DATA FOR PROCESSING
_ _ _

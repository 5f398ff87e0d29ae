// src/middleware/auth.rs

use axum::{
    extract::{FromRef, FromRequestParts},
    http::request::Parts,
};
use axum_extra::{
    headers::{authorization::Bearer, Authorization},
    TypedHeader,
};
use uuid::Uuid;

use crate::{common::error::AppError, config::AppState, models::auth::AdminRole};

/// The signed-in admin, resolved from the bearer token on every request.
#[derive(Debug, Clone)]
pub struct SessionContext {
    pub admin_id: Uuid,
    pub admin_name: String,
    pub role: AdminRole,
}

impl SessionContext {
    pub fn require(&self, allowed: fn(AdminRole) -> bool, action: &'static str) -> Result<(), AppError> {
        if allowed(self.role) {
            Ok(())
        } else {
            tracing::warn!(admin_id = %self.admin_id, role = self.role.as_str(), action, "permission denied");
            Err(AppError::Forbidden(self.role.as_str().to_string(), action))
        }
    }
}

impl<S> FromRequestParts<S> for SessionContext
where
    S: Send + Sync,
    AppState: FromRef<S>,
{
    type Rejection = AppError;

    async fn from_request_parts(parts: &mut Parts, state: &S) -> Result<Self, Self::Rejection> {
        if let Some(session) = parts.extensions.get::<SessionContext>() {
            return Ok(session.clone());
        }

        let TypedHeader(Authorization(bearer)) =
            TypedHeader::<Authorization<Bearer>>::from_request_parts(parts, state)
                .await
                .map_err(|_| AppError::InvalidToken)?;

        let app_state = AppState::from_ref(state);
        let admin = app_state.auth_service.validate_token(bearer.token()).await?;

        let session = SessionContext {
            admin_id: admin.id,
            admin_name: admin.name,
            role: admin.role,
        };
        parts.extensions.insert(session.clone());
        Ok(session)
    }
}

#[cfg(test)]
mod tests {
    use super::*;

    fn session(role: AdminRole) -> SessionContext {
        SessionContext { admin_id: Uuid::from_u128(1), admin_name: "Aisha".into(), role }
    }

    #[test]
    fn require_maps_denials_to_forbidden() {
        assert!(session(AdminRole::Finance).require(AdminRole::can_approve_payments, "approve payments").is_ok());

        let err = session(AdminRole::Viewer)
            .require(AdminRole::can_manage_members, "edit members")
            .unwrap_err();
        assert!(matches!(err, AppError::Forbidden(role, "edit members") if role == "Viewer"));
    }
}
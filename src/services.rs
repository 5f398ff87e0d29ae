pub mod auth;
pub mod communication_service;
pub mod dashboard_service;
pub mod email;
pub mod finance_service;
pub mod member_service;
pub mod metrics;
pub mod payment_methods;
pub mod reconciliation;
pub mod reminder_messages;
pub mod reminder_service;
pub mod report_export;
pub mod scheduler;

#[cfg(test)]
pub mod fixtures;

_ _ _

The answer must consist of every line from the entries above that contains the string "Authorization".

    headers::{authorization::Bearer, Authorization},
        let TypedHeader(Authorization(bearer)) =
            TypedHeader::<Authorization<Bearer>>::from_request_parts(parts, state)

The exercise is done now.